O Estado de S. Paulo
Em vez de ‘fechar’ o País, Brasil deveria ter adotado o ‘pulo do gato’ que um dia a Coreia do Sul deu. Novo governo pode reverter este processo
A reindustrialização do Brasil é uma das
prioridades que o presidente eleito Luiz Inácio Lula da Silva elencou na sua
primeira declaração pública. Esta é uma declaração da maior importância, porque
a reindustrialização vai afetar de maneira positiva todas as atividades de
pesquisa e ensino superior do País e da educação em geral, duramente atingidas
pelas políticas de indiferença e descaso que o atual governo adotou nos últimos
quatro anos.
O sucesso do setor agropecuário no Brasil –
que nos levou a ser um grande produtor e exportador de grãos – deve muito à
atividade de pesquisa e difusão da Embrapa e de algumas excelentes escolas de
agricultura, como a Luiz de Queiroz, da Universidade de São Paulo (USP), a de
Viçosa e outras. Não só tecnologias para enriquecimento dos solos foram
desenvolvidas, como também pesquisas científicas de ponta permitiram a seleção
de melhores cepas e o consequente aumento da produtividade.
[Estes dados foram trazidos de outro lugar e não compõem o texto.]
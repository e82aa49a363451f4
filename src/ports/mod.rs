//! Seams to the rest of the game
//!
//! The combat core never owns characters or rooms. It reads ranks from a
//! [`CharacterStore`], writes damage and bonuses back through it, and pushes
//! text to a [`NotificationChannel`]. All three traits are synchronous: timer
//! callbacks call them directly and swallow their errors.

pub mod memory;

use std::sync::Arc;
use std::time::Duration;

use serde::{Deserialize, Serialize};

use crate::combat::counter::CounterReport;
use crate::combat::resolution::Outcome;
use crate::combat::severity::BonusEffects;
use crate::core::error::CollaboratorError;
use crate::core::types::{ActorId, ActorKind, Rank, RoomId};
use crate::reaction::NpcReaction;

pub use memory::{
    CharacterSheet, ForwardingChannel, InMemoryCharacterStore, Notification, RecordingChannel,
    TracingChannel,
};

/// What the combat core needs to know about an actor
#[derive(Debug, Clone, PartialEq, Eq, Serialize, Deserialize)]
pub struct ActorProfile {
    pub id: ActorId,
    pub name: String,
    pub kind: ActorKind,
    pub rank: Rank,
}

impl ActorProfile {
    pub fn new(id: impl Into<String>, name: impl Into<String>, kind: ActorKind, rank: Rank) -> Self {
        Self {
            id: ActorId::new(id),
            name: name.into(),
            kind,
            rank,
        }
    }

    pub fn is_player(&self) -> bool {
        self.kind == ActorKind::Player
    }
}

pub trait CharacterStore: Send + Sync {
    fn profile(&self, actor: &ActorId) -> Result<ActorProfile, CollaboratorError>;

    fn rank(&self, actor: &ActorId) -> Result<Rank, CollaboratorError> {
        self.profile(actor).map(|profile| profile.rank)
    }

    fn apply_damage(&self, actor: &ActorId, amount: f64) -> Result<(), CollaboratorError>;

    fn apply_bonus(&self, actor: &ActorId, bonus: &BonusEffects) -> Result<(), CollaboratorError>;
}

/// Fire-and-forget delivery of chat text
pub trait NotificationChannel: Send + Sync {
    fn send(&self, room: &RoomId, text: &str) -> Result<(), CollaboratorError>;
}

/// Turns resolved events into player-facing text
pub trait Narrator: Send + Sync {
    /// Text for a resolved action attempt
    fn narrate(&self, actor: &ActorProfile, action: &str, outcome: &Outcome) -> String;

    fn countdown(&self, subject: &ActorProfile, description: &str, window: Duration) -> String;

    fn reminder(&self, subject: &ActorProfile, remaining: Duration) -> String;

    /// `immobilized_for` is how long the subject now stays down
    fn timeout(&self, subject: &ActorProfile, damage: f64, immobilized_for: Duration) -> String;

    fn npc_reaction(&self, npc: &ActorProfile, reaction: &NpcReaction) -> String;

    fn counter(&self, defender: &ActorProfile, report: &CounterReport, damage: f64) -> String;
}

/// The collaborators shared by every component
#[derive(Clone)]
pub struct Collaborators {
    pub store: Arc<dyn CharacterStore>,
    pub channel: Arc<dyn NotificationChannel>,
    pub narrator: Arc<dyn Narrator>,
}

impl Collaborators {
    pub fn new(
        store: Arc<dyn CharacterStore>,
        channel: Arc<dyn NotificationChannel>,
        narrator: Arc<dyn Narrator>,
    ) -> Self {
        Self {
            store,
            channel,
            narrator,
        }
    }

    /// Send a message, logging instead of failing
    pub fn notify(&self, room: &RoomId, text: &str) {
        if let Err(e) = self.channel.send(room, text) {
            tracing::warn!("Dropped notification for room {}: {}", room, e);
        }
    }

    /// Apply damage, logging instead of failing
    pub fn damage(&self, actor: &ActorId, amount: f64) {
        if amount <= 0.0 {
            return;
        }
        if let Err(e) = self.store.apply_damage(actor, amount) {
            tracing::warn!("Could not apply {:.1} damage to {}: {}", amount, actor, e);
        }
    }
}
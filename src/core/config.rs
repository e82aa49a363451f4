//! Engine configuration with documented constants
//!
//! The rank reaction windows and the severity durations are authoritative
//! game rules and live next to their enums. Everything here is a tuning knob:
//! the values reproduce the live game, but can be overridden from a TOML file.

use std::path::Path;
use std::time::Duration;

use serde::{Deserialize, Serialize};

use crate::combat::severity::FailureSeverity;
use crate::core::error::{CombatError, Result};

/// Configuration for the whole combat core
#[derive(Debug, Clone, Default, PartialEq, Serialize, Deserialize)]
#[serde(default)]
pub struct EngineConfig {
    pub resolution: ResolutionConfig,
    pub streak: StreakConfig,
    pub reaction: ReactionConfig,
    pub npc: NpcConfig,
}

// === RESOLUTION ===

#[derive(Debug, Clone, PartialEq, Serialize, Deserialize)]
#[serde(default)]
pub struct ResolutionConfig {
    /// Hard ceiling on the failure chance of any action
    ///
    /// Even the vaguest action against a MONARQUE with a long failure streak
    /// keeps a 5% chance to land.
    pub max_failure_chance: f64,

    /// Severity score bucket boundaries
    ///
    /// Score = base_risk * 5 + streak_penalty * 10 + roll * 3, so it ranges
    /// over roughly [0, 10]. These boundaries were observed in the live game
    /// and have no derivation behind them; treat them as tunable.
    pub severity_thresholds: SeverityThresholds,
}

impl Default for ResolutionConfig {
    fn default() -> Self {
        Self {
            max_failure_chance: 0.95,
            severity_thresholds: SeverityThresholds::default(),
        }
    }
}

/// Lower bound of each severity bucket (light has no bound)
#[derive(Debug, Clone, Copy, PartialEq, Serialize, Deserialize)]
#[serde(default)]
pub struct SeverityThresholds {
    pub moderate: f64,
    pub heavy: f64,
    pub critical: f64,
    pub catastrophic: f64,
}

impl Default for SeverityThresholds {
    fn default() -> Self {
        Self {
            moderate: 1.5,
            heavy: 2.5,
            critical: 3.5,
            catastrophic: 4.5,
        }
    }
}

// === FAILURE STREAK ===

#[derive(Debug, Clone, PartialEq, Serialize, Deserialize)]
#[serde(default)]
pub struct StreakConfig {
    /// Failure chance added per recent failure
    pub penalty_per_failure: f64,

    /// Ceiling on the streak penalty
    ///
    /// At 0.05 per failure the cap is reached after six failures.
    pub max_penalty: f64,

    /// Quiet time after the last failure before the streak is forgotten
    pub reset_after_secs: u64,
}

impl Default for StreakConfig {
    fn default() -> Self {
        Self {
            penalty_per_failure: 0.05,
            max_penalty: 0.30,
            reset_after_secs: 120,
        }
    }
}

impl StreakConfig {
    pub fn reset_after(&self) -> Duration {
        Duration::from_secs(self.reset_after_secs)
    }
}

// === REACTION WINDOWS ===

#[derive(Debug, Clone, PartialEq, Serialize, Deserialize)]
#[serde(default)]
pub struct ReactionConfig {
    /// Windows at least this long get proportional reminders
    ///
    /// Below it, reminders are sent at fixed remaining times instead, since
    /// "50% elapsed" of a 5 second window is noise in a chat room.
    pub long_window_secs: u64,

    /// Elapsed fractions at which long windows send a reminder
    pub long_window_checkpoints: Vec<f64>,

    /// Remaining seconds at which short windows send a reminder
    ///
    /// Checkpoints that do not fit inside the window are skipped.
    pub short_window_remainders_secs: Vec<u64>,

    /// Severity applied to a defender who let the window run out
    pub timeout_severity: FailureSeverity,
}

impl Default for ReactionConfig {
    fn default() -> Self {
        Self {
            long_window_secs: 60,
            long_window_checkpoints: vec![0.5, 0.8, 0.95],
            short_window_remainders_secs: vec![10, 5, 3],
            timeout_severity: FailureSeverity::Heavy,
        }
    }
}

impl ReactionConfig {
    pub fn long_window(&self) -> Duration {
        Duration::from_secs(self.long_window_secs)
    }
}

// === NON-PLAYER COUNTER-REACTIONS ===

#[derive(Debug, Clone, PartialEq, Serialize, Deserialize)]
#[serde(default)]
pub struct NpcConfig {
    /// Earliest point in the window an NPC reacts, as a fraction of it
    pub min_delay_fraction: f64,

    /// Latest point in the window an NPC reacts
    ///
    /// Kept below 1.0 so an unhurried NPC still beats its own deadline.
    pub max_delay_fraction: f64,

    /// Effectiveness roll range, in percent
    pub min_effectiveness: u32,
    pub max_effectiveness: u32,
}

impl Default for NpcConfig {
    fn default() -> Self {
        Self {
            min_delay_fraction: 0.3,
            max_delay_fraction: 0.8,
            min_effectiveness: 40,
            max_effectiveness: 100,
        }
    }
}

impl EngineConfig {
    /// Create a new config with default values
    pub fn new() -> Self {
        Self::default()
    }

    /// Load a config from a TOML file, missing keys keep their defaults
    pub fn load(path: &Path) -> Result<Self> {
        let content = std::fs::read_to_string(path)?;
        Self::from_toml_str(&content)
    }

    /// Parse and validate a config from a TOML string
    pub fn from_toml_str(content: &str) -> Result<Self> {
        let config: EngineConfig = toml::from_str(content)?;
        config.validate()?;
        Ok(config)
    }

    /// Validate configuration for internal consistency
    pub fn validate(&self) -> Result<()> {
        let res = &self.resolution;
        if !(0.0..=1.0).contains(&res.max_failure_chance) {
            return Err(invalid(format!(
                "max_failure_chance ({}) must be within [0, 1]",
                res.max_failure_chance
            )));
        }

        let t = res.severity_thresholds;
        if !(t.moderate < t.heavy && t.heavy < t.critical && t.critical < t.catastrophic) {
            return Err(invalid(format!(
                "severity thresholds must be strictly increasing ({} < {} < {} < {})",
                t.moderate, t.heavy, t.critical, t.catastrophic
            )));
        }

        let streak = &self.streak;
        if streak.penalty_per_failure < 0.0 || streak.max_penalty < 0.0 {
            return Err(invalid("streak penalties must not be negative".into()));
        }
        if streak.reset_after_secs == 0 {
            return Err(invalid("streak reset window must be positive".into()));
        }

        if self
            .reaction
            .long_window_checkpoints
            .iter()
            .any(|f| !(0.0..1.0).contains(f))
        {
            return Err(invalid("reminder checkpoints must be fractions in [0, 1)".into()));
        }

        let npc = &self.npc;
        if !(0.0 <= npc.min_delay_fraction
            && npc.min_delay_fraction <= npc.max_delay_fraction
            && npc.max_delay_fraction < 1.0)
        {
            return Err(invalid(format!(
                "npc delay fractions must satisfy 0 <= {} <= {} < 1",
                npc.min_delay_fraction, npc.max_delay_fraction
            )));
        }
        if npc.min_effectiveness > npc.max_effectiveness || npc.max_effectiveness > 100 {
            return Err(invalid(format!(
                "npc effectiveness range {}..={} must lie within 0..=100",
                npc.min_effectiveness, npc.max_effectiveness
            )));
        }

        Ok(())
    }
}

fn invalid(message: String) -> CombatError {
    CombatError::InvalidConfig(message)
}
Em contraste, parte da indústria se manteve
operando com tecnologias obsoletas, sem incentivos para procurar as
universidades e institutos de pesquisa para ajudá-la a resolver seus problemas
e aumentar sua produtividade.
As causas para este atraso são antigas e, na análise de Edmar Bacha, se devem à adoção de um modelo de desenvolvimento baseado na proibição de importações para estimular a produção de similares nacionais.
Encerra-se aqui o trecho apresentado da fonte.